“Sometimes, when we lose ourselves in fear and despair, in routine and constancy, in hopelessness and tragedy, we can thank God for Bavarian sugar cookies. And, fortunately, when there aren’t any cookies, we can still find reassurance in a familiar hand on our skin, or a kind and loving gesture, or subtle encouragement, or a loving embrace, or an offer of comfort, not to mention hospital gurneys and nose plugs, an uneaten Danish, soft-spoken secrets, and Fender Stratocasters, and maybe the occasional piece of fiction. And we must remember that all these things, the nuances, the anomalies, the subtleties, which we assume only accessorize our days, are effective for a much larger and nobler cause. They are here to save our lives. I know the idea seems strange, but I also know that it just so happens to be true.”
– Karen “Kay” Eiffel, Stranger Than Fiction
First, some exposition: Spoon is my favorite aught-era “indie” “rock” band. In 2005, I was 13 and Spoon stuck a knife in my system with Gimme Fiction, knocking my gears off of their preset paths, sending them into ever-shifting cycles; its sinewy, reductionist rock structures and demythologizing lyrics confronted my normative definition of “good” songwriting and simultaneously reinforced those qualities that made it an exciting and novel-sounding listening experience for me (its terseness, its funkiness, its understated dynamic and tonal shifts, its reptilian sound structures, its discreetly picturesque lyrics). From there, I worked backward, immersing myself in Kill the Moonlight’s profane peeled-back pop and Girls Can Tell’s weird ecstatic moments of rock & roll rupture (it has since become my favorite Spoon album and a polished gem in my collection alongside Jim O’Rourke’s Insignificance and The Microphones’ The Glow Pt. 2).

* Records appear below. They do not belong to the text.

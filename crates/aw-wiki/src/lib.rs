//! aw-wiki: Wikipedia article fetching
//!
//! Pulls plain-text article extracts from the MediaWiki action API and
//! resolves article titles out of `/wiki/` URLs.

pub mod error;

use percent_encoding::percent_decode_str;
use reqwest::Client;
use serde_json::Value;
use tracing::{debug, info};

pub use error::{Result, WikiError};

const USER_AGENT: &str = "airwave/0.1 (https://github.com/user/airwave)";

/// Wikipedia API client
pub struct WikiClient {
    client: Client,
    base_url: String,
}

impl WikiClient {
    /// Create a client against the English Wikipedia.
    pub fn new() -> Result<Self> {
        Self::with_base_url("https://en.wikipedia.org/w/api.php")
    }

    /// Create a client with a custom API endpoint (for testing or other
    /// language editions).
    pub fn with_base_url(base_url: impl Into<String>) -> Result<Self> {
        let client = Client::builder()
            .user_agent(USER_AGENT)
            .timeout(std::time::Duration::from_secs(30))
            .build()?;

        Ok(Self {
            client,
            base_url: base_url.into(),
        })
    }

    /// Fetch an article's plain-text extract, truncated to `max_chars`
    /// characters (an ellipsis marks the cut).
    pub async fn fetch_article(&self, title: &str, max_chars: usize) -> Result<String> {
        debug!("Fetching Wikipedia article: {}", title);

        let response = self
            .client
            .get(&self.base_url)
            .query(&[
                ("action", "query"),
                ("prop", "extracts"),
                ("explaintext", "1"),
                ("redirects", "1"),
                ("format", "json"),
                ("formatversion", "2"),
                ("titles", title),
            ])
            .send()
            .await?;

        let status = response.status();
        let body_text = response.text().await?;
        if !status.is_success() {
            return Err(WikiError::Api {
                status: status.as_u16(),
                body: body_text,
            });
        }

        let body: Value = serde_json::from_str(&body_text)?;
        let page = body["query"]["pages"]
            .as_array()
            .and_then(|pages| pages.first())
            .ok_or_else(|| WikiError::NotFound(title.to_string()))?;

        if page.get("missing").is_some() {
            return Err(WikiError::NotFound(title.to_string()));
        }

        let text = page
            .get("extract")
            .and_then(Value::as_str)
            .filter(|t| !t.is_empty())
            .ok_or_else(|| WikiError::NotFound(title.to_string()))?;

        let text = truncate_chars(text, max_chars);
        info!("Fetched article '{}': {} characters", title, text.chars().count());
        Ok(text)
    }
}

/// Cut a string to at most `max_chars` characters, appending an ellipsis
/// when anything was dropped.
fn truncate_chars(text: &str, max_chars: usize) -> String {
    match text.char_indices().nth(max_chars) {
        Some((byte_index, _)) => format!("{}...", &text[..byte_index]),
        None => text.to_string(),
    }
}

/// Extract the article title from a Wikipedia URL.
///
/// Handles `https://en.wikipedia.org/wiki/Article_Title` with optional
/// query string or fragment; returns `None` for URLs without a `/wiki/`
/// path.
pub fn title_from_url(url: &str) -> Option<String> {
    let url = url.split(['?', '#']).next().unwrap_or(url);

    let raw_title = url.split_once("/wiki/").map(|(_, title)| title)?;
    if raw_title.is_empty() {
        return None;
    }

    let decoded = percent_decode_str(raw_title).decode_utf8_lossy();
    Some(decoded.replace('_', " "))
}

#[cfg(test)]
mod tests {
    use super::*;
    use serde_json::json;
    use wiremock::matchers::{method, query_param};
    use wiremock::{Mock, MockServer, ResponseTemplate};

    #[test]
    fn test_title_from_url_basic() {
        assert_eq!(
            title_from_url("https://en.wikipedia.org/wiki/Mumbai_Indians").as_deref(),
            Some("Mumbai Indians")
        );
    }

    #[test]
    fn test_title_from_url_strips_query_and_fragment() {
        assert_eq!(
            title_from_url("https://en.wikipedia.org/wiki/Rust_(programming_language)?x=1#History")
                .as_deref(),
            Some("Rust (programming language)")
        );
    }

    #[test]
    fn test_title_from_url_percent_decoding() {
        assert_eq!(
            title_from_url("https://en.wikipedia.org/wiki/S%C3%A3o_Paulo").as_deref(),
            Some("São Paulo")
        );
    }

    #[test]
    fn test_title_from_url_not_a_wiki_link() {
        assert_eq!(title_from_url("https://example.com/article/42"), None);
        assert_eq!(title_from_url("https://en.wikipedia.org/wiki/"), None);
    }

    #[test]
    fn test_truncate_chars() {
        assert_eq!(truncate_chars("hello", 10), "hello");
        assert_eq!(truncate_chars("hello world", 5), "hello...");
        // char-based, not byte-based
        assert_eq!(truncate_chars("ñññññ", 3), "ñññ...");
    }

    #[tokio::test]
    async fn test_fetch_article_truncates() {
        let server = MockServer::start().await;

        Mock::given(method("GET"))
            .and(query_param("titles", "Mumbai Indians"))
            .respond_with(ResponseTemplate::new(200).set_body_json(json!({
                "query": { "pages": [{
                    "pageid": 1, "title": "Mumbai Indians",
                    "extract": "a".repeat(3000),
                }]}
            })))
            .mount(&server)
            .await;

        let client = WikiClient::with_base_url(server.uri()).unwrap();
        let text = client.fetch_article("Mumbai Indians", 2000).await.unwrap();
        assert_eq!(text.chars().count(), 2003);
        assert!(text.ends_with("..."));
    }

    #[tokio::test]
    async fn test_fetch_article_missing_page() {
        let server = MockServer::start().await;

        Mock::given(method("GET"))
            .respond_with(ResponseTemplate::new(200).set_body_json(json!({
                "query": { "pages": [{ "title": "Nope", "missing": true }]}
            })))
            .mount(&server)
            .await;

        let client = WikiClient::with_base_url(server.uri()).unwrap();
        let result = client.fetch_article("Nope", 2000).await;
        assert!(matches!(result, Err(WikiError::NotFound(_))));
    }
}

However, through my self-constructed, past-gazing lens, Spoon’s music has always been a Bavarian sugar cookie: it’s easily digestible yet has a grainy quality; it’s a reliable fallback yet consistently satiates; it’s smooth and nearly homogenous yet sticks long after it’s consumed. But can rock music really save our lives? If They Want My Soul’s lyrics (and more subtly, its sonic choices) provide any insight into Spoon’s hypothetical meditations on this legendary question, I can only assume that they’d answer negatively. To save means to settle, and Spoon, even in their consistency, never settle for anything.
They Want My Soul starts with driving studio drums on “Rent I Pay,” ushering in a cavalcade of taut guitar blitzes from both channels, rocketing augmented chords off of each other like pinballs. It seems like a big fat rock gesture for a big fat “comeback” album (I don’t care for Ga Ga Ga Ga Ga or Transference). But then things start getting weird. “I Just Don’t” is an all-out, static-spitting jam for shrapnel guitars, skittery drums, and pounding piano that belies its otherwise standard blues structure. “Knock Knock Knock” starts with strumbly acoustic guitars before it disrupts its own groove with gravity-defying crescendos and suffocating cut-offs, abysmal piano dirges, decimated drum fills, and Sonic Youth-esque pangs of feedback. Almost every song here defies its own set expectations, and along with their often paranoid lyrics — “I don’t want nothing they could say to convince me” (“Knock Knock Knock”), “Card sharks and street preachers want my soul” (“They Want My Soul”), “Well you call me your baby/ When you’re holding my hand/ But the way that you hurt me/ I just don’t understand” (“I Just Don’t Understand”), these expressions explicate that They Want My Soul may just be Spoon’s most aggressive, confrontational, and visceral record yet.
And so, They Want My Soul teems with that kinetic energy that once ignited and immolated my worldview, and musically it includes some of Spoon’s most experimental and exploratory textures, yet it doesn’t feel like a milestone for me. What is reassuring and frankly impressive, however, is that for somebody who just turned 13, this could be that album that fries those stubborn rockist neural pathways or serves as a new locus of contestation about rock & roll’s mythology.
Maybe it was a completely silly and misleading decision, then, to start with a movie quote about cookies saving lives (yeah, it was kind of a straw man anyway), as Spoon’s nuances, anomalies, and subtleties don’t just “save” lives, but shape them in weird, unexpected ways. And as for stubbornness, Girls Can Tell will probably always be my favorite, but with They Want My Soul, Spoon makes a compelling argument that maybe all of this nostalgia for origins is bullshit. Exciting things are still happening amidst routine and constancy, and sometimes submitting isn’t settling or getting saved; it’s letting yourself get moved against all odds. And that may be rock & roll’s only remaining saving grace, one that Spoon continues upholding and confronting with every album.